Saviour Machine I is the 1993 debut album of the American metal band Saviour Machine. In 2010, HM Magazine ranked it #72 on the Top 100 Christian metal albums of all-time list.

Recording history 
Saviour Machine I was recorded after the band signed a record deal with the Christian music label Frontline Records at The Green Room and The Mixing Lab. The album was produced by Terry Scott Taylor and co-produced and arranged by Eric Clayton. Saviour Machine I was mixed at The Mixing Lab by Gene Eugene and Bob Moon, and additional engineering was done by Drew Aldridge. The album was mastered by Doug Doyle at Digital Brothers, Costa Mesa, California. On this album the band's line-up consisted of the quartet Eric Clayton (vocals), Jeff Clayton (guitar), Dean Forsyth (bass), and Samuel West (drums). Bob Watson played piano, keyboard and conducted the orchestration, and backing vocals were sung by Jimmy P. Brown II (Deliverance), Love Larrimore, Riki Michelle, and Terry Taylor.

Reception 

According to Eric Clayton, a certain line in the song "Legion" was partially responsible for Saviour Machine I being banned from Christian book stores throughout the United States in the summer of 1993, only weeks after its release. The song's lyrics deal with apocalyptical themes about the rise of the Beast with a gothic horror approach. Because of the controversy surrounding "Legion" in particular, Saviour Machine I is still not distributed in the United States as of today. As a statement to this, since 1993 whenever the band has performed live, Eric Clayton has worn the flag of United States during the performance of "Legion".

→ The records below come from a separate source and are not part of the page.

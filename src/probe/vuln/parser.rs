//! Nuclei JSONL line parsing and normalization
//!
//! Each finding is one JSON object per line. Fields that nuclei emits either
//! as a string or as a list are accepted in both shapes. Secondary fields with
//! an unexpected JSON type are dropped instead of rejecting the whole finding.

use serde::{Deserialize, Deserializer};
use serde_json::Value;

use crate::{Severity, VulnerabilityRecord};

/// Nuclei finding output (per-line JSON)
#[derive(Debug, Deserialize)]
pub struct NucleiFinding {
    #[serde(rename = "template-id")]
    pub template_id: Option<String>,

    /// Older releases emit `template` instead of `template-id`
    pub template: Option<String>,

    pub info: Option<NucleiInfo>,

    pub host: Option<String>,

    #[serde(rename = "matched-at")]
    pub matched_at: Option<String>,

    /// Protocol of the match (http, dns, network, ...)
    #[serde(rename = "type")]
    pub kind: Option<String>,

    #[serde(rename = "matcher-name", default, deserialize_with = "lenient_text")]
    pub matcher_name: Option<String>,

    #[serde(rename = "extracted-results")]
    pub extracted_results: Option<StringOrList>,
}

/// Nuclei template info block
#[derive(Debug, Deserialize)]
pub struct NucleiInfo {
    pub name: Option<String>,
    #[serde(default, deserialize_with = "lenient_text")]
    pub severity: Option<String>,
    #[serde(default, deserialize_with = "lenient_text")]
    pub description: Option<String>,
    pub tags: Option<StringOrList>,
    pub reference: Option<StringOrList>,
    pub classification: Option<NucleiClassification>,
}

#[derive(Debug, Deserialize)]
pub struct NucleiClassification {
    #[serde(rename = "cve-id")]
    pub cve_id: Option<StringOrList>,

    #[serde(rename = "cwe-id")]
    pub cwe_id: Option<StringOrList>,

    #[serde(rename = "cvss-metrics", default, deserialize_with = "lenient_text")]
    pub cvss_metrics: Option<String>,

    #[serde(rename = "cvss-score")]
    pub cvss_score: Option<CvssScore>,
}

/// A value nuclei writes as either a string or an array
#[derive(Debug, Deserialize)]
#[serde(untagged)]
pub enum StringOrList {
    Single(String),
    Multiple(Vec<Value>),
    /// Any other shape contributes no items
    Other(Value),
}

impl StringOrList {
    /// Items as written, trimmed, blanks dropped. Scalar list entries are
    /// rendered as text, nested values skipped. A single string stays whole.
    pub fn items(&self) -> Vec<String> {
        match self {
            StringOrList::Single(s) => non_blank([s.as_str()]),
            StringOrList::Multiple(values) => {
                let texts: Vec<String> = values.iter().filter_map(scalar_text).collect();
                non_blank(texts.iter().map(String::as_str))
            }
            StringOrList::Other(_) => Vec::new(),
        }
    }

    /// Like [`items`](Self::items), but a single string is a comma-delimited list
    pub fn split_items(&self) -> Vec<String> {
        match self {
            StringOrList::Single(s) => non_blank(s.split(',')),
            _ => self.items(),
        }
    }

    fn joined(&self) -> Option<String> {
        let items = self.items();
        if items.is_empty() {
            None
        } else {
            Some(items.join(", "))
        }
    }
}

fn non_blank<'a>(items: impl IntoIterator<Item = &'a str>) -> Vec<String> {
    items
        .into_iter()
        .map(str::trim)
        .filter(|s| !s.is_empty())
        .map(str::to_string)
        .collect()
}

fn scalar_text(value: &Value) -> Option<String> {
    match value {
        Value::String(s) => Some(s.clone()),
        Value::Number(n) => Some(n.to_string()),
        Value::Bool(b) => Some(b.to_string()),
        _ => None,
    }
}

/// Optional text field that tolerates numbers and booleans and drops
/// anything else
fn lenient_text<'de, D>(deserializer: D) -> Result<Option<String>, D::Error>
where
    D: Deserializer<'de>,
{
    let value = Option::<Value>::deserialize(deserializer)?;
    Ok(value.as_ref().and_then(scalar_text))
}

/// CVSS score as a number or a numeric string
#[derive(Debug, Deserialize)]
#[serde(untagged)]
pub enum CvssScore {
    Number(f64),
    Text(String),
    /// Not coercible; ignored
    Other(Value),
}

impl CvssScore {
    pub fn value(&self) -> Option<f64> {
        let score = match self {
            CvssScore::Number(n) => *n,
            CvssScore::Text(s) => s.trim().parse::<f64>().ok()?,
            CvssScore::Other(_) => return None,
        };
        score.is_finite().then_some(score)
    }
}

/// Outcome of handling one output line
#[derive(Debug)]
pub enum LineParse {
    /// Not a finding (blank, banner, progress output)
    Ignored,
    Finding(Box<VulnerabilityRecord>),
    Malformed(String),
}

/// Parse one line of tool output
pub fn parse_line(line: &str) -> LineParse {
    let line = line.trim();
    if !line.starts_with('{') {
        return LineParse::Ignored;
    }
    match serde_json::from_str::<NucleiFinding>(line) {
        Ok(finding) => LineParse::Finding(Box::new(normalize(finding))),
        Err(e) => LineParse::Malformed(e.to_string()),
    }
}

/// Map a raw finding into the shared record shape
pub fn normalize(finding: NucleiFinding) -> VulnerabilityRecord {
    let info = finding.info;
    let classification = info.as_ref().and_then(|i| i.classification.as_ref());

    VulnerabilityRecord {
        template_id: finding.template_id.or(finding.template),
        name: info.as_ref().and_then(|i| i.name.clone()),
        severity: info
            .as_ref()
            .and_then(|i| i.severity.as_deref())
            .map(Severity::parse)
            .unwrap_or_default(),
        matched_at: finding.matched_at.or(finding.host),
        description: info.as_ref().and_then(|i| i.description.clone()),
        kind: finding.kind,
        cve: classification
            .and_then(|c| c.cve_id.as_ref())
            .and_then(StringOrList::joined),
        cvss: classification
            .and_then(|c| c.cvss_score.as_ref())
            .and_then(CvssScore::value),
        cvss_metrics: classification.and_then(|c| c.cvss_metrics.clone()),
        cwe: classification
            .and_then(|c| c.cwe_id.as_ref())
            .and_then(StringOrList::joined),
        tags: info
            .as_ref()
            .and_then(|i| i.tags.as_ref())
            .map(StringOrList::split_items),
        references: info
            .as_ref()
            .and_then(|i| i.reference.as_ref())
            .map(StringOrList::items),
        matcher: finding.matcher_name,
        extracted: finding
            .extracted_results
            .as_ref()
            .map(StringOrList::items)
            .filter(|v| !v.is_empty()),
    }
}

#[cfg(test)]
mod tests {
    use super::*;

    const LOG4J: &str = r#"{"template-id":"cve-2021-44228-log4j","info":{"name":"Apache Log4j RCE","author":"pdteam","severity":"critical","description":"Apache Log4j2 is vulnerable to RCE via JNDI lookup.","reference":["https://nvd.nist.gov/vuln/detail/CVE-2021-44228"],"classification":{"cve-id":["CVE-2021-44228"],"cwe-id":"CWE-502","cvss-metrics":"CVSS:3.1/AV:N/AC:L/PR:N/UI:N/S:C/C:H/I:H/A:H","cvss-score":10.0},"tags":"cve,cve2021,rce,log4j,apache"},"host":"https://target.com","matched-at":"https://target.com/api/login","type":"http","matcher-name":"dns","timestamp":"2024-01-15T10:30:00Z"}"#;

    fn finding(line: &str) -> VulnerabilityRecord {
        match parse_line(line) {
            LineParse::Finding(record) => *record,
            other => panic!("expected a finding, got {:?}", other),
        }
    }

    #[test]
    fn test_full_finding() {
        let record = finding(LOG4J);
        assert_eq!(record.template_id.as_deref(), Some("cve-2021-44228-log4j"));
        assert_eq!(record.name.as_deref(), Some("Apache Log4j RCE"));
        assert_eq!(record.severity, Severity::Critical);
        assert_eq!(record.matched_at.as_deref(), Some("https://target.com/api/login"));
        assert_eq!(record.kind.as_deref(), Some("http"));
        assert_eq!(record.cve.as_deref(), Some("CVE-2021-44228"));
        assert_eq!(record.cwe.as_deref(), Some("CWE-502"));
        assert_eq!(record.cvss, Some(10.0));
        assert_eq!(record.matcher.as_deref(), Some("dns"));
        assert_eq!(record.tags.as_ref().unwrap().len(), 5);
        assert_eq!(record.references.as_ref().unwrap().len(), 1);
    }

    #[test]
    fn test_fallback_fields() {
        let record = finding(
            r#"{"template":"legacy-id","host":"http://a.example","info":{"severity":"HIGH"}}"#,
        );
        assert_eq!(record.template_id.as_deref(), Some("legacy-id"));
        assert_eq!(record.matched_at.as_deref(), Some("http://a.example"));
        assert_eq!(record.severity, Severity::High);
    }

    #[test]
    fn test_missing_or_unknown_severity() {
        assert_eq!(finding(r#"{"template-id":"x"}"#).severity, Severity::Unknown);
        assert_eq!(
            finding(r#"{"template-id":"x","info":{"severity":"urgent"}}"#).severity,
            Severity::Unknown
        );
    }

    #[test]
    fn test_cvss_as_string() {
        let record = finding(
            r#"{"template-id":"x","info":{"classification":{"cvss-score":"7.5"}}}"#,
        );
        assert_eq!(record.cvss, Some(7.5));

        let record = finding(
            r#"{"template-id":"x","info":{"classification":{"cvss-score":"n/a"}}}"#,
        );
        assert_eq!(record.cvss, None);
    }

    #[test]
    fn test_tags_as_list() {
        let record = finding(r#"{"template-id":"x","info":{"tags":["panel"," exposure",""]}}"#);
        assert_eq!(record.tags, Some(vec!["panel".to_string(), "exposure".to_string()]));
    }

    #[test]
    fn test_uncoercible_cvss_keeps_finding() {
        for cvss in ["true", r#"{"base":9.8}"#, "[9.8]"] {
            let line = format!(
                r#"{{"template-id":"x","info":{{"severity":"critical","classification":{{"cve-id":"CVE-2024-1","cvss-score":{}}}}}}}"#,
                cvss
            );
            let record = finding(&line);
            assert_eq!(record.severity, Severity::Critical);
            assert_eq!(record.cve.as_deref(), Some("CVE-2024-1"));
            assert_eq!(record.cvss, None, "cvss-score {cvss}");
        }
    }

    #[test]
    fn test_non_string_match_metadata() {
        let record = finding(
            r#"{"template-id":"x","matcher-name":7,"extracted-results":[8080,"admin",true,{"k":1},null]}"#,
        );
        assert_eq!(record.matcher.as_deref(), Some("7"));
        assert_eq!(
            record.extracted,
            Some(vec!["8080".to_string(), "admin".to_string(), "true".to_string()])
        );

        let record = finding(r#"{"template-id":"x","matcher-name":{"a":1},"extracted-results":{}}"#);
        assert_eq!(record.matcher, None);
        assert_eq!(record.extracted, None);
    }

    #[test]
    fn test_odd_list_items_are_skipped() {
        let record = finding(
            r#"{"template-id":"x","info":{"tags":["panel",3,{"x":1}],"reference":42,"severity":["high"]}}"#,
        );
        assert_eq!(record.tags, Some(vec!["panel".to_string(), "3".to_string()]));
        assert_eq!(record.references, Some(vec![]));
        assert_eq!(record.severity, Severity::Unknown);
    }

    #[test]
    fn test_single_reference_is_not_split() {
        let record = finding(
            r#"{"template-id":"x","info":{"reference":"https://example.com/a?x=1,2","tags":"a, b"}}"#,
        );
        assert_eq!(
            record.references,
            Some(vec!["https://example.com/a?x=1,2".to_string()])
        );
        assert_eq!(record.tags, Some(vec!["a".to_string(), "b".to_string()]));
    }

    #[test]
    fn test_non_json_lines_are_ignored() {
        assert!(matches!(parse_line(""), LineParse::Ignored));
        assert!(matches!(parse_line("[INF] Templates loaded"), LineParse::Ignored));
    }

    #[test]
    fn test_broken_json_is_malformed() {
        assert!(matches!(parse_line("{\"template-id\": "), LineParse::Malformed(_)));
        assert!(matches!(
            parse_line(r#"{"template-id": 42}"#),
            LineParse::Malformed(_)
        ));
    }
}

Unlike the reception in the United States, Saviour Machine I achieved more notice in the Europe. Few gothic metal albums like this existed in the early 1990s, and Saviour Machine I is considered as some kind of landmark in that genre especially in the Christian metal movement. The British magazine Cross Rhythms rated the album a nine out of ten, opining that it was slightly better than the follow-up release, Saviour Machine II. Rock Hard rated the album a full ten-out-of-ten as they could not find a mediocre song on the album. In 2005, Saviour Machine I was ranked number 329 in Rock Hard magazine's book The 500 Greatest Rock & Metal Albums of All Time. Stefan Lang from Powermetal.de, in a retrospective review, considered the album one of the best from the 1990s. Also in a retrospective review, Tom Kernbichler of Darkscene.at lavished praise on the album, citing the band as the last revolutionary musical revelation in their life.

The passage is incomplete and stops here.